1 is a sectional view taken along the line AA of FIG. 2, FIG. 2 is a partially cutaway side view of an embodiment of the present invention, and FIG. 3 is a sectional view of a main part as viewed from the direction B of FIG. FIGS. 4 and 5 are front views showing the relationship between the release lever and the support shaft, FIGS. 5 (a) and 5 (b) are operation explanatory views, and FIG. 6 is a sectional view of the essential parts of another embodiment. is there. (3) ... Cylinder lock, (4) ... Cam member (rotating member), (15) ... Stop plate, (16) ... Rotation preventing projection (first locking portion), (17a) (17b) …… Spindle, (1
9) …… biasing spring, (20) …… locking part (second locking part),
(21) and (26) …… Release lever and knob (release member).

Claims (1)

[Claims] 1. A stop plate disposed on the outer peripheral portion of a cylinder lock, swingably supported by a support shaft in a direction orthogonal to the axis of the cylinder lock, and biased by a turning force in one direction, A first locking part formed on the stop plate; a second locking part formed on a rotating member that rotates in conjunction with the cylinder lock and engageable with the first locking part; A releasing member for releasing the engagement between the first locking portion and the second locking portion by swinging the plate against the biasing force, and the first locking portion and the second engaging member.
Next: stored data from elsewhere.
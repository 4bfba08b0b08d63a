#[cfg(test)]
#[path = "transform_test.rs"]
mod transform_test;

/// A point in either surface (CSS pixel) or graphic space.
#[derive(Debug, Clone, Copy, PartialEq)]
pub struct Point {
    pub x: f64,
    pub y: f64,
}

impl Point {
    #[must_use]
    pub fn new(x: f64, y: f64) -> Self {
        Self { x, y }
    }
}

/// Pan/zoom transform applied to the rendered graphic.
///
/// `translate_x` / `translate_y` are in CSS pixels and unconstrained.
/// `scale` is a zoom factor (1.0 = natural size); the owning controller keeps
/// it inside its surface bounds.
#[derive(Debug, Clone, Copy, PartialEq)]
pub struct ViewTransform {
    pub scale: f64,
    pub translate_x: f64,
    pub translate_y: f64,
}

impl Default for ViewTransform {
    fn default() -> Self {
        Self { scale: 1.0, translate_x: 0.0, translate_y: 0.0 }
    }
}

impl ViewTransform {
    /// Whether this transform equals the reset state.
    #[must_use]
    pub fn is_identity(&self) -> bool {
        *self == Self::default()
    }

    /// CSS transform string: `translate(Xpx, Ypx) scale(S)`.
    #[must_use]
    pub fn css(&self) -> String {
        format!("translate({}px, {}px) scale({})", self.translate_x, self.translate_y, self.scale)
    }

    /// Map a graphic-space point to surface coordinates.
    ///
    /// Scaling happens about `origin` (the surface center), then translation
    /// is applied.
    #[must_use]
    pub fn to_surface(&self, graphic: Point, origin: Point) -> Point {
        Point {
            x: origin.x + self.translate_x + (graphic.x - origin.x) * self.scale,
            y: origin.y + self.translate_y + (graphic.y - origin.y) * self.scale,
        }
    }

    /// Map a surface point back to graphic space. Inverse of [`Self::to_surface`].
    #[must_use]
    pub fn to_graphic(&self, surface: Point, origin: Point) -> Point {
        Point {
            x: origin.x + (surface.x - origin.x - self.translate_x) / self.scale,
            y: origin.y + (surface.y - origin.y - self.translate_y) / self.scale,
        }
    }
}

/// Zoom level as the rounded percentage shown in the toolbar.
#[must_use]
#[allow(clippy::cast_possible_truncation)]
pub fn zoom_percent(scale: f64) -> i64 {
    (scale * 100.0).round() as i64
}
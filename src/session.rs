//! Scripted interaction sessions.
//!
//! DESIGN
//! ======
//! A session feeds one command per line into a mounted viewer, standing in
//! for the pointer, wheel, keyboard, and toolbar events a browser would
//! deliver. Keys go through the shared [`KeyBus`] exactly as window-level
//! key events would, so dismissal only reaches a viewer that is listening.

use std::fmt::Write as _;
use std::str::FromStr;

use viewer::fullscreen::{KeyBus, PresentationMode};
use viewer::input::{Key, Modifiers, WheelDelta};
use viewer::sink::RenderSink;
use viewer::toolbar::ToolbarCommand;
use viewer::transform::Point;
use viewer::viewer::{Action, DiagramViewer, LOADING_TEXT, ViewerSurface};

/// Errors produced while parsing a session line.
#[derive(Debug, Clone, PartialEq, Eq, thiserror::Error)]
pub enum ParseError {
    #[error("unknown command `{0}`")]
    Unknown(String),

    #[error("`{command}` expects {expected}")]
    Arguments { command: &'static str, expected: &'static str },

    #[error("invalid number `{0}`")]
    Number(String),
}

/// One scripted input event.
#[derive(Debug, Clone, PartialEq)]
pub enum SessionCommand {
    Toolbar(ToolbarCommand),
    /// Toggle fullscreen the way the toolbar button does.
    Fullscreen,
    Down(Point),
    Move(Point),
    Up,
    Leave,
    Wheel { dy: f64, ctrl: bool },
    Key(Key),
    Show,
}

impl FromStr for SessionCommand {
    type Err = ParseError;

    fn from_str(line: &str) -> Result<Self, Self::Err> {
        let mut words = line.split_whitespace();
        let Some(head) = words.next() else {
            return Ok(Self::Show);
        };
        let args: Vec<&str> = words.collect();
        match (head, args.as_slice()) {
            ("zoom-in", []) => Ok(Self::Toolbar(ToolbarCommand::ZoomIn)),
            ("zoom-out", []) => Ok(Self::Toolbar(ToolbarCommand::ZoomOut)),
            ("reset", []) => Ok(Self::Toolbar(ToolbarCommand::Reset)),
            ("fullscreen", []) => Ok(Self::Fullscreen),
            ("exit", []) => Ok(Self::Toolbar(ToolbarCommand::ExitFullscreen)),
            ("down", [x, y]) => Ok(Self::Down(point(x, y)?)),
            ("move", [x, y]) => Ok(Self::Move(point(x, y)?)),
            ("up", []) => Ok(Self::Up),
            ("leave", []) => Ok(Self::Leave),
            ("wheel", [dy]) => Ok(Self::Wheel { dy: number(dy)?, ctrl: false }),
            ("wheel", [dy, "ctrl"]) => Ok(Self::Wheel { dy: number(dy)?, ctrl: true }),
            ("key", [name]) => Ok(Self::Key(Key::new(*name))),
            ("show", []) => Ok(Self::Show),
            ("down" | "move", _) => Err(ParseError::Arguments { command: "down/move", expected: "`x y`" }),
            ("wheel", _) => Err(ParseError::Arguments { command: "wheel", expected: "`dy [ctrl]`" }),
            ("key", _) => Err(ParseError::Arguments { command: "key", expected: "a key name" }),
            (other, _) => Err(ParseError::Unknown(other.to_owned())),
        }
    }
}

fn number(raw: &str) -> Result<f64, ParseError> {
    raw.parse::<f64>().map_err(|_| ParseError::Number(raw.to_owned()))
}

fn point(x: &str, y: &str) -> Result<Point, ParseError> {
    Ok(Point::new(number(x)?, number(y)?))
}

/// Feed one command into the viewer.
pub fn apply<S: RenderSink>(viewer: &mut DiagramViewer<S>, bus: &KeyBus, command: &SessionCommand) -> Vec<Action> {
    match command {
        SessionCommand::Toolbar(toolbar) => viewer.command(*toolbar),
        SessionCommand::Fullscreen => match viewer.mode() {
            PresentationMode::Inline => viewer.command(ToolbarCommand::EnterFullscreen),
            PresentationMode::Fullscreen => viewer.command(ToolbarCommand::ExitFullscreen),
        },
        SessionCommand::Down(p) => viewer.on_pointer_down(*p),
        SessionCommand::Move(p) => viewer.on_pointer_move(*p),
        SessionCommand::Up => viewer.on_pointer_up(),
        SessionCommand::Leave => viewer.on_pointer_leave(),
        SessionCommand::Wheel { dy, ctrl } => {
            viewer.on_wheel(WheelDelta { dx: 0.0, dy: *dy }, Modifiers { ctrl: *ctrl, ..Modifiers::default() })
        }
        SessionCommand::Key(key) => {
            let listeners = bus.dispatch(key);
            tracing::debug!(key = %key.0, listeners, "key dispatched");
            viewer.sync()
        }
        SessionCommand::Show => Vec::new(),
    }
}

/// One-line summary of what the viewer is showing.
pub fn describe<S: RenderSink>(viewer: &DiagramViewer<S>) -> String {
    match viewer.surface() {
        ViewerSurface::Loading => LOADING_TEXT.to_owned(),
        ViewerSurface::Error(panel) => {
            let mut out = format!("{}: {} ({})\n", panel.title, panel.message, panel.code);
            for line in panel.source.lines() {
                // Writing to a String cannot fail.
                writeln!(out, "  | {line}").unwrap_or_default();
            }
            out.trim_end().to_owned()
        }
        ViewerSurface::Interactive { mode, style, toolbar } => {
            let mode = match mode {
                PresentationMode::Inline => "inline",
                PresentationMode::Fullscreen => "fullscreen",
            };
            format!("{mode} {} transition={} cursor={} | {toolbar}", style.transform, style.transition, style.cursor)
        }
    }
}

#[cfg(test)]
#[path = "session_test.rs"]
mod tests;
//! Render sink that mounts markup by writing it to a file.

use std::io::ErrorKind;
use std::path::{Path, PathBuf};

use viewer::sink::{RenderSink, TrustedMarkup};

/// Writes the mounted SVG to `path`; unmounting removes the file.
#[derive(Debug)]
pub struct FileSink {
    path: PathBuf,
    mounted: bool,
}

impl FileSink {
    #[must_use]
    pub fn new(path: PathBuf) -> Self {
        Self { path, mounted: false }
    }

    #[must_use]
    pub fn path(&self) -> &Path {
        &self.path
    }

    #[must_use]
    pub fn is_mounted(&self) -> bool {
        self.mounted
    }
}

impl RenderSink for FileSink {
    fn mount(&mut self, markup: &TrustedMarkup) {
        match std::fs::write(&self.path, markup.as_str()) {
            Ok(()) => {
                self.mounted = true;
                tracing::info!(path = %self.path.display(), bytes = markup.as_str().len(), "diagram mounted");
            }
            Err(error) => {
                self.mounted = false;
                tracing::error!(path = %self.path.display(), %error, "failed to write diagram");
            }
        }
    }

    fn unmount(&mut self) {
        self.mounted = false;
        match std::fs::remove_file(&self.path) {
            Ok(()) => tracing::info!(path = %self.path.display(), "diagram unmounted"),
            Err(error) if error.kind() == ErrorKind::NotFound => {}
            Err(error) => tracing::warn!(path = %self.path.display(), %error, "failed to remove diagram"),
        }
    }
}

#[cfg(test)]
#[path = "sink_test.rs"]
mod tests;
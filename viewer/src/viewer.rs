use std::sync::Arc;

use rand::Rng;
use tokio::sync::watch;

use crate::config::ViewerConfig;
use crate::consts::{VIEWER_ID_PREFIX, VIEWER_ID_SUFFIX_LEN};
use crate::engine::DiagramEngine;
use crate::fullscreen::{FullscreenController, KeyBus, ModeCallback, PresentationMode};
use crate::input::{Modifiers, WheelDelta};
use crate::pipeline::{RenderPipeline, RenderResult, RenderState, RenderTicket};
use crate::sink::{GraphicId, RenderSink};
use crate::toolbar::{ToolbarCommand, ToolbarView};
use crate::transform::{Point, ViewTransform};
use crate::viewport::{SurfaceStyle, ViewportController};

#[cfg(test)]
#[path = "viewer_test.rs"]
mod viewer_test;

const BASE36: &[u8] = b"0123456789abcdefghijklmnopqrstuvwxyz";

/// Title of the panel shown in place of a failed diagram.
pub const ERROR_PANEL_TITLE: &str = "Diagram Rendering Error";

/// Placeholder text while the first render is pending.
pub const LOADING_TEXT: &str = "Rendering Diagram...";

/// Generate a per-viewer engine id, e.g. `mermaid-k3x9q0a7b`.
#[must_use]
pub fn generate_viewer_id() -> String {
    let mut rng = rand::rng();
    let suffix: String =
        (0..VIEWER_ID_SUFFIX_LEN).map(|_| char::from(BASE36[rng.random_range(0..BASE36.len())])).collect();
    format!("{VIEWER_ID_PREFIX}{suffix}")
}

/// Side effects returned from viewer handlers for the host to perform.
#[derive(Debug, Clone, Copy, PartialEq, Eq)]
pub enum Action {
    /// Suppress the browser default (text selection, page zoom).
    PreventDefault,
    /// Transform, style, or surface changed; repaint.
    RenderNeeded,
    /// Presentation mode flipped.
    ModeChanged(PresentationMode),
}

/// Failure panel contents. The source is shown verbatim for debugging.
#[derive(Debug, Clone, PartialEq, Eq)]
pub struct ErrorPanel {
    pub title: &'static str,
    pub message: String,
    pub code: &'static str,
    pub source: String,
}

/// What the host should display for this viewer.
#[derive(Debug, Clone, PartialEq, Eq)]
pub enum ViewerSurface {
    /// Nothing rendered yet.
    Loading,
    Error(ErrorPanel),
    /// The mounted graphic with its transform and toolbar.
    Interactive { mode: PresentationMode, style: SurfaceStyle, toolbar: ToolbarView },
}

/// One embeddable diagram viewer: pipeline, inline viewport, fullscreen
/// controller, and the sink the markup is mounted into.
///
/// All handlers are synchronous. Async render results are picked up by
/// [`DiagramViewer::sync`] (call once per frame) or [`DiagramViewer::settle`].
pub struct DiagramViewer<S: RenderSink> {
    pipeline: RenderPipeline,
    updates: watch::Receiver<RenderState>,
    current: RenderState,
    inline: ViewportController,
    fullscreen: FullscreenController,
    sink: S,
    mounted: Option<GraphicId>,
    fullscreen_enabled: bool,
}

impl<S: RenderSink> DiagramViewer<S> {
    #[must_use]
    pub fn new(engine: Option<Arc<dyn DiagramEngine>>, sink: S, bus: KeyBus, config: &ViewerConfig) -> Self {
        Self::with_id(generate_viewer_id(), engine, sink, bus, config)
    }

    #[must_use]
    pub fn with_id(
        id: impl Into<Arc<str>>,
        engine: Option<Arc<dyn DiagramEngine>>,
        sink: S,
        bus: KeyBus,
        config: &ViewerConfig,
    ) -> Self {
        let pipeline = RenderPipeline::from_config(id, engine, config);
        let mut updates = pipeline.subscribe();
        let current = updates.borrow_and_update().clone();
        Self {
            pipeline,
            updates,
            current,
            inline: ViewportController::new(config.inline),
            fullscreen: FullscreenController::new(bus, config.fullscreen, config.dismiss_key.clone()),
            sink,
            mounted: None,
            fullscreen_enabled: config.fullscreen_enabled,
        }
    }

    /// Install the host callback told about fullscreen enter/exit.
    pub fn set_on_fullscreen_change(&mut self, callback: ModeCallback) {
        self.fullscreen.set_on_change(callback);
    }

    // --- Data inputs ---

    /// Replace the diagram text and start rendering it.
    pub fn set_source(&mut self, text: impl Into<String>) -> RenderTicket {
        let ticket = self.pipeline.submit(text);
        self.sync();
        ticket
    }

    /// Apply queued key events and any newly published render state.
    pub fn sync(&mut self) -> Vec<Action> {
        let mut actions = self.pump_keys();
        if self.updates.has_changed().unwrap_or(false) {
            let state = self.updates.borrow_and_update().clone();
            self.apply_state(state, &mut actions);
        }
        actions
    }

    /// Wait for the current source to finish rendering, then apply it.
    pub async fn settle(&mut self) -> Vec<Action> {
        if self.pipeline.revision() == 0 {
            return Vec::new();
        }
        let settled = self.updates.wait_for(|state| !state.result.is_pending()).await.map(|state| state.clone());
        let mut actions = Vec::new();
        match settled {
            Ok(state) => self.apply_state(state, &mut actions),
            Err(error) => tracing::warn!(id = self.pipeline.id(), %error, "render state channel closed"),
        }
        actions
    }

    // --- Input events ---

    pub fn on_pointer_down(&mut self, pointer: Point) -> Vec<Action> {
        let mut actions = self.pump_keys();
        if let Some(viewport) = self.active_mut() {
            viewport.begin_drag(pointer);
            actions.extend([Action::PreventDefault, Action::RenderNeeded]);
        }
        actions
    }

    pub fn on_pointer_move(&mut self, pointer: Point) -> Vec<Action> {
        let mut actions = self.pump_keys();
        if self.active_mut().is_some_and(|viewport| viewport.continue_drag(pointer)) {
            actions.push(Action::RenderNeeded);
        }
        actions
    }

    pub fn on_pointer_up(&mut self) -> Vec<Action> {
        self.end_drag()
    }

    /// Pointer left the surface; ends the drag so it cannot stick.
    pub fn on_pointer_leave(&mut self) -> Vec<Action> {
        self.end_drag()
    }

    pub fn on_wheel(&mut self, delta: WheelDelta, modifiers: Modifiers) -> Vec<Action> {
        let mut actions = self.pump_keys();
        if self.active_mut().is_some_and(|viewport| viewport.wheel_zoom(delta, modifiers)) {
            actions.extend([Action::PreventDefault, Action::RenderNeeded]);
        }
        actions
    }

    /// Apply a toolbar click.
    pub fn command(&mut self, command: ToolbarCommand) -> Vec<Action> {
        let mut actions = self.pump_keys();
        match command {
            ToolbarCommand::EnterFullscreen => actions.extend(self.enter_fullscreen()),
            ToolbarCommand::ExitFullscreen => actions.extend(self.exit_fullscreen()),
            ToolbarCommand::ZoomIn | ToolbarCommand::ZoomOut | ToolbarCommand::Reset => {
                if let Some(viewport) = self.active_mut() {
                    match command {
                        ToolbarCommand::ZoomIn => viewport.zoom_in(),
                        ToolbarCommand::ZoomOut => viewport.zoom_out(),
                        _ => viewport.reset(),
                    }
                    actions.push(Action::RenderNeeded);
                }
            }
        }
        actions
    }

    pub fn enter_fullscreen(&mut self) -> Vec<Action> {
        let mut actions = self.pump_keys();
        if !self.fullscreen_enabled || self.mounted.is_none() {
            return actions;
        }
        if self.fullscreen.enter(self.mounted) {
            self.after_mode_change(PresentationMode::Fullscreen, &mut actions);
        }
        actions
    }

    pub fn exit_fullscreen(&mut self) -> Vec<Action> {
        let mut actions = self.pump_keys();
        if self.fullscreen.exit() {
            self.after_mode_change(PresentationMode::Inline, &mut actions);
        }
        actions
    }

    // --- Queries ---

    #[must_use]
    pub fn id(&self) -> &str {
        self.pipeline.id()
    }

    #[must_use]
    pub fn mode(&self) -> PresentationMode {
        self.fullscreen.mode()
    }

    /// Last render state applied by `sync`/`settle`.
    #[must_use]
    pub fn render_state(&self) -> &RenderState {
        &self.current
    }

    /// Transform of the surface currently receiving input.
    #[must_use]
    pub fn transform(&self) -> ViewTransform {
        self.active().transform()
    }

    #[must_use]
    pub fn inline(&self) -> &ViewportController {
        &self.inline
    }

    #[must_use]
    pub fn fullscreen(&self) -> &FullscreenController {
        &self.fullscreen
    }

    #[must_use]
    pub fn sink(&self) -> &S {
        &self.sink
    }

    #[must_use]
    pub fn toolbar(&self) -> ToolbarView {
        ToolbarView::present(&self.transform(), self.mode(), self.fullscreen_enabled)
    }

    #[must_use]
    pub fn surface(&self) -> ViewerSurface {
        if let RenderResult::Failed(error) = &self.current.result {
            return ViewerSurface::Error(ErrorPanel {
                title: ERROR_PANEL_TITLE,
                message: error.to_string(),
                code: error.error_code(),
                source: self.current.source.text.to_string(),
            });
        }
        if self.mounted.is_none() {
            return ViewerSurface::Loading;
        }
        ViewerSurface::Interactive { mode: self.mode(), style: self.active().surface_style(), toolbar: self.toolbar() }
    }

    // --- Internals ---

    fn active(&self) -> &ViewportController {
        self.fullscreen.overlay().unwrap_or(&self.inline)
    }

    fn active_mut(&mut self) -> Option<&mut ViewportController> {
        if self.mounted.is_none() {
            return None;
        }
        match self.fullscreen.overlay_mut() {
            Some(overlay) => Some(overlay),
            None => Some(&mut self.inline),
        }
    }

    /// Apply dismissal keys queued since the last event, ahead of the event
    /// being handled.
    fn pump_keys(&mut self) -> Vec<Action> {
        let mut actions = Vec::new();
        if self.fullscreen.pump_keys() {
            self.after_mode_change(PresentationMode::Inline, &mut actions);
        }
        actions
    }

    fn end_drag(&mut self) -> Vec<Action> {
        let mut actions = self.pump_keys();
        if let Some(viewport) = self.active_mut().filter(|viewport| viewport.is_dragging()) {
            viewport.end_drag();
            actions.push(Action::RenderNeeded);
        }
        actions
    }

    fn after_mode_change(&mut self, mode: PresentationMode, actions: &mut Vec<Action>) {
        self.inline.reset();
        actions.push(Action::ModeChanged(mode));
        actions.push(Action::RenderNeeded);
    }

    /// Pending keeps the previous graphic on screen; Failed replaces it with
    /// the error panel and leaves fullscreen.
    fn apply_state(&mut self, state: RenderState, actions: &mut Vec<Action>) {
        match &state.result {
            RenderResult::Ready(markup) => {
                let graphic = markup.graphic_id();
                if self.mounted != Some(graphic) {
                    self.sink.mount(markup);
                    self.mounted = Some(graphic);
                }
                self.inline.bind(graphic);
                self.fullscreen.bind(graphic);
            }
            RenderResult::Failed(error) => {
                tracing::debug!(id = self.pipeline.id(), code = error.error_code(), "showing render error");
                if self.mounted.take().is_some() {
                    self.sink.unmount();
                }
                self.inline.unbind();
                if self.fullscreen.exit() {
                    self.after_mode_change(PresentationMode::Inline, actions);
                }
            }
            RenderResult::Pending => {}
        }
        self.current = state;
        actions.push(Action::RenderNeeded);
    }
}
The stop portion is formed in such a shape that the first locking portion can ride over the second locking portion when the cylinder lock is rotated in the ON position direction, and the first locking portion is formed when the cylinder lock is returned and rotated in the lock position direction. The locking portion and the second locking portion are configured to be locked with each other. Safety device for tearing lock device.